Since internal cancerous tumors usually look exactly like the healthy tissues around them, frozen section analysis is used during and after surgeries to confirm that the entirety of a tumor has been removed. This is a slow process that often leads to patients requiring follow-up procedures.
Researchers at the University of Texas at Dallas have developed a hyperspectral surgical microscope that may be able to spot cancer cells in real-time during surgeries. It not only images across nearly the entire optical spectrum, from UV to infrared, but it also uses machine learning techniques to analyze the images it produces and identify tell-tale signs of cancer.

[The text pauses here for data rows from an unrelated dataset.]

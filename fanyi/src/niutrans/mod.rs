//! 小牛翻译（NiuTrans）
//!
//! - 文本翻译：<https://niutrans.com/documents/contents/trans_text>
//! - 批量翻译走`translationArray`接口，地址单独配置

mod types_rs;
pub use types_rs::{TgtItem, TranslateArrayResponse, TranslateResponse};

use crate::config::{NiuTransConfig, timeout};
use crate::credentials::{Secret, require};
use crate::http::{build_http_client, read_response};
use crate::{
    BatchRequest, BatchTranslator, Error, Lang, TranslationRequest, Translator, Vendor,
};
use bon::bon;
use fanyi_common::helper::parse_endpoint;
use std::time::Duration;
use tracing::debug;
use types_rs::{TranslateArrayBody, TranslateQuery, extract_batch, extract_translation};

pub const DEFAULT_URL: &str = "http://api.niutrans.com/NiuTransServer/translation";
pub const DEFAULT_BATCH_URL: &str = "http://api.niutrans.com/NiuTransServer/translationArray";

pub struct Client {
    api_key: Secret,
    url: String,
    batch_url: String,
    qps: u32,
    http_client: reqwest::Client,
}

#[bon]
impl Client {
    #[builder(on(String, into))]
    pub fn new(
        #[builder(into)] api_key: Secret,
        #[builder(default = DEFAULT_URL.to_owned())] url: String,
        #[builder(default = DEFAULT_BATCH_URL.to_owned())] batch_url: String,
        #[builder(default = 5)] qps: u32,
        timeout: Option<Duration>,
    ) -> Result<Self, Error> {
        require(Vendor::NiuTrans, "api_key", api_key.expose())?;
        parse_endpoint(&url)?;
        parse_endpoint(&batch_url)?;

        Ok(Self {
            api_key,
            url,
            batch_url,
            qps,
            http_client: build_http_client(timeout)?,
        })
    }
}

impl Client {
    pub fn from_config(config: NiuTransConfig) -> Result<Self, Error> {
        Client::builder()
            .api_key(config.api_key)
            .url(config.url)
            .batch_url(config.batch_url)
            .qps(config.qps)
            .maybe_timeout(timeout(config.timeout_secs))
            .build()
    }

    pub async fn translate_text(&self, req: TranslationRequest<'_>) -> Result<String, Error> {
        let query = TranslateQuery {
            from: lang_code(req.source),
            to: lang_code(req.target),
            apikey: self.api_key.expose(),
            src_text: req.query,
        };

        debug!(vendor = %Vendor::NiuTrans, from = query.from, to = query.to, "sending request");
        let resp = self
            .http_client
            .get(&self.url)
            .query(&query)
            .send()
            .await?;
        let (status, body) = read_response(resp).await?;
        extract_translation(status, &body)
    }

    pub async fn translate_array(&self, req: BatchRequest<'_>) -> Result<Vec<String>, Error> {
        let body = TranslateArrayBody {
            from: lang_code(req.source),
            to: lang_code(req.target),
            apikey: self.api_key.expose(),
            src_text: req.queries,
        };

        debug!(vendor = %Vendor::NiuTrans, count = req.queries.len(), "sending batch request");
        let resp = self
            .http_client
            .post(&self.batch_url)
            .json(&body)
            .send()
            .await?;
        let (status, text) = read_response(resp).await?;
        extract_batch(status, &text, req.queries.len())
    }
}

/// 小牛的语种代码
pub fn lang_code(lang: Lang) -> &'static str {
    match lang {
        Lang::Auto => "auto",
        Lang::Zh => "zh",
        Lang::ZhTw => "cht",
        Lang::En => "en",
        Lang::Ja => "ja",
        Lang::Ko => "ko",
        Lang::Fr => "fr",
        Lang::De => "de",
        Lang::Es => "es",
        Lang::Ru => "ru",
        Lang::Pt => "pt",
        Lang::It => "it",
        Lang::Ar => "ar",
        Lang::Th => "th",
        Lang::Vi => "vi",
    }
}

#[async_trait::async_trait]
impl Translator for Client {
    fn vendor(&self) -> Vendor {
        Vendor::NiuTrans
    }

    fn qps(&self) -> u32 {
        self.qps
    }

    async fn translate(&self, query: &str, source: Lang, target: Lang) -> Result<String, Error> {
        let req = TranslationRequest::new(query, source, target)?;
        self.translate_text(req).await
    }

    fn as_batch(&self) -> Option<&dyn BatchTranslator> {
        Some(self)
    }
}

#[async_trait::async_trait]
impl BatchTranslator for Client {
    async fn translate_batch(
        &self,
        queries: &[&str],
        source: Lang,
        target: Lang,
    ) -> Result<Vec<String>, Error> {
        let req = BatchRequest::new(queries, source, target)?;
        self.translate_array(req).await
    }
}
use super::Client;
use crate::http::{de_opt_code, ensure_success, parse_envelope};
use crate::{Error, Vendor};
use bon::Builder;
use reqwest::StatusCode;
use serde::{Deserialize, Serialize};

const SUCCESS_CODE: &str = "200";

// region    --- translate
/// 通用版（`TranslateGeneral`）和专业版（`Translate`）共用的参数，`scene`不是`general`时走专业版
#[derive(Builder, Serialize)]
#[serde(rename_all = "PascalCase")]
pub struct Translate<'a> {
    #[builder(start_fn)]
    #[serde(skip_serializing)]
    pub(crate) client: &'a Client,
    #[builder(default = "text")]
    format_type: &'a str,
    source_language: &'a str,
    target_language: &'a str,
    pub(crate) source_text: &'a str,
    #[builder(default = "general")]
    pub(crate) scene: &'a str,
    #[serde(skip_serializing_if = "Option::is_none")]
    context: Option<&'a str>,
}

/// ```json
/// {
///     "RequestId": "86C3A7F6-0FD6-4E8B-8A56-2DD1B4F8E5A2",
///     "Data": { "WordCount": "5", "Translated": "你好" },
///     "Code": "200"
/// }
/// ```
#[derive(Deserialize, Debug)]
#[serde(rename_all = "PascalCase")]
pub struct TranslateResponse {
    #[serde(default, deserialize_with = "de_opt_code")]
    pub code: Option<String>,
    pub message: Option<String>,
    pub recommend: Option<String>,
    pub request_id: Option<String>,
    pub data: Option<TranslateData>,
}

#[derive(Deserialize, Debug)]
#[serde(rename_all = "PascalCase")]
pub struct TranslateData {
    pub word_count: Option<String>,
    pub translated: Option<String>,
    pub detected_language: Option<String>,
}
// endregion --- translate

// region    --- batch translate
/// `SourceText`在发送时拼成`{"0": "...", "1": "..."}`的json字符串
#[derive(Builder, Serialize)]
#[serde(rename_all = "PascalCase")]
pub struct GetBatchTranslate<'a> {
    #[builder(start_fn)]
    #[serde(skip_serializing)]
    pub(crate) client: &'a Client,
    #[builder(default = "text")]
    format_type: &'a str,
    source_language: &'a str,
    target_language: &'a str,
    #[serde(skip_serializing)]
    pub(crate) source_texts: &'a [&'a str],
    #[builder(default = "general")]
    scene: &'a str,
    /// `translate_standard`为通用版，`translate_ecommerce`为专业版
    #[builder(default = "translate_standard")]
    api_type: &'a str,
}

#[derive(Deserialize, Debug)]
#[serde(rename_all = "PascalCase")]
pub struct GetBatchTranslateResponse {
    #[serde(default, deserialize_with = "de_opt_code")]
    pub code: Option<String>,
    pub message: Option<String>,
    pub recommend: Option<String>,
    pub request_id: Option<String>,
    pub translated_list: Option<Vec<BatchItem>>,
}

/// 注意列表里的字段是小驼峰
#[derive(Deserialize, Debug)]
#[serde(rename_all = "camelCase")]
pub struct BatchItem {
    #[serde(default, deserialize_with = "de_opt_code")]
    pub index: Option<String>,
    #[serde(default, deserialize_with = "de_opt_code")]
    pub code: Option<String>,
    pub translated: Option<String>,
    pub word_count: Option<String>,
    pub detected_language: Option<String>,
    pub error_msg: Option<String>,
}
// endregion --- batch translate

// region    --- detect language
#[derive(Builder, Serialize)]
#[serde(rename_all = "PascalCase")]
pub struct GetDetectLanguage<'a> {
    #[builder(start_fn)]
    #[serde(skip_serializing)]
    pub(crate) client: &'a Client,
    pub(crate) source_text: &'a str,
}

#[derive(Deserialize, Debug)]
#[serde(rename_all = "PascalCase")]
pub struct GetDetectLanguageResponse {
    #[serde(default, deserialize_with = "de_opt_code")]
    pub code: Option<String>,
    pub message: Option<String>,
    pub recommend: Option<String>,
    pub request_id: Option<String>,
    pub detected_language: Option<String>,
    pub language_probabilities: Option<String>,
}
// endregion --- detect language

/// 网关错误和业务错误都是`Code != 200`，网关错误会额外带上`Recommend`诊断地址
fn check_code(
    status: StatusCode,
    body: &str,
    code: Option<String>,
    message: Option<String>,
    recommend: Option<String>,
) -> Result<(), Error> {
    if let Some(code) = code.filter(|c| c != SUCCESS_CODE) {
        let mut message = message.unwrap_or_default();
        if let Some(recommend) = recommend {
            message = format!("{message}, recommend: {recommend}");
        }
        return Err(Error::provider(Vendor::Aliyun, code, message));
    }
    ensure_success(status, body)
}

pub(crate) fn extract_translation(status: StatusCode, body: &str) -> Result<String, Error> {
    let resp: TranslateResponse = parse_envelope(Vendor::Aliyun, status, body)?;
    check_code(status, body, resp.code, resp.message, resp.recommend)?;
    resp.data
        .and_then(|d| d.translated)
        .ok_or_else(|| Error::malformed(Vendor::Aliyun, "Data.Translated", body))
}

pub(crate) fn extract_detected(status: StatusCode, body: &str) -> Result<String, Error> {
    let resp: GetDetectLanguageResponse = parse_envelope(Vendor::Aliyun, status, body)?;
    check_code(status, body, resp.code, resp.message, resp.recommend)?;
    resp.detected_language
        .ok_or_else(|| Error::malformed(Vendor::Aliyun, "DetectedLanguage", body))
}

/// 按`index`把结果放回请求的顺序，阿里云不保证返回顺序
pub(crate) fn extract_batch(
    status: StatusCode,
    body: &str,
    expected: usize,
) -> Result<Vec<String>, Error> {
    let resp: GetBatchTranslateResponse = parse_envelope(Vendor::Aliyun, status, body)?;
    check_code(status, body, resp.code, resp.message, resp.recommend)?;
    let list = resp
        .translated_list
        .ok_or_else(|| Error::malformed(Vendor::Aliyun, "TranslatedList", body))?;

    let mut slots: Vec<Option<String>> = vec![None; expected];
    for (pos, item) in list.into_iter().enumerate() {
        let index = item
            .index
            .as_deref()
            .and_then(|i| i.parse::<usize>().ok())
            .filter(|i| *i < expected)
            .ok_or_else(|| {
                Error::malformed(Vendor::Aliyun, format!("TranslatedList[{pos}].index"), body)
            })?;
        if let Some(code) = item.code.filter(|c| c != SUCCESS_CODE) {
            let message = item
                .error_msg
                .unwrap_or_else(|| format!("query #{index} failed"));
            return Err(Error::provider(Vendor::Aliyun, code, message));
        }
        let translated = item.translated.ok_or_else(|| {
            Error::malformed(Vendor::Aliyun, format!("TranslatedList[{pos}].translated"), body)
        })?;
        slots[index] = Some(translated);
    }

    slots
        .into_iter()
        .enumerate()
        .map(|(i, s)| {
            s.ok_or_else(|| Error::malformed(Vendor::Aliyun, format!("TranslatedList[index={i}]"), body))
        })
        .collect()
}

Composite image showing hyperspectral imaging (right) compared to a current microscope method (center) in identifying cancer cells. The original tissue sample is on the left.
The current prototype is a bench-top instrument, but it can be developed into a small and portable microscope that doesn’t require contrast agents and which will not emit harmful radiation beyond UV. The device analyzes the entirety of the spectrum within which it works to assess how different light frequencies are reflected and absorbed by cells. Hyperspectral imaging was originally used in astronomy and space applications.The researchers were already able to use the new smart microscope to spot cancer cells with about an 85% accuracy in 293 tissue samples from 102 head and neck surgery patients. Further work will be needed to better train the system, and the researchers are already beginning to do that by building a large database of samples for the system to study.
They hope that one day surgeons will be able to see cancer tissue in real time, quickly and accurately resecting what is needed while sparing healthy tissues.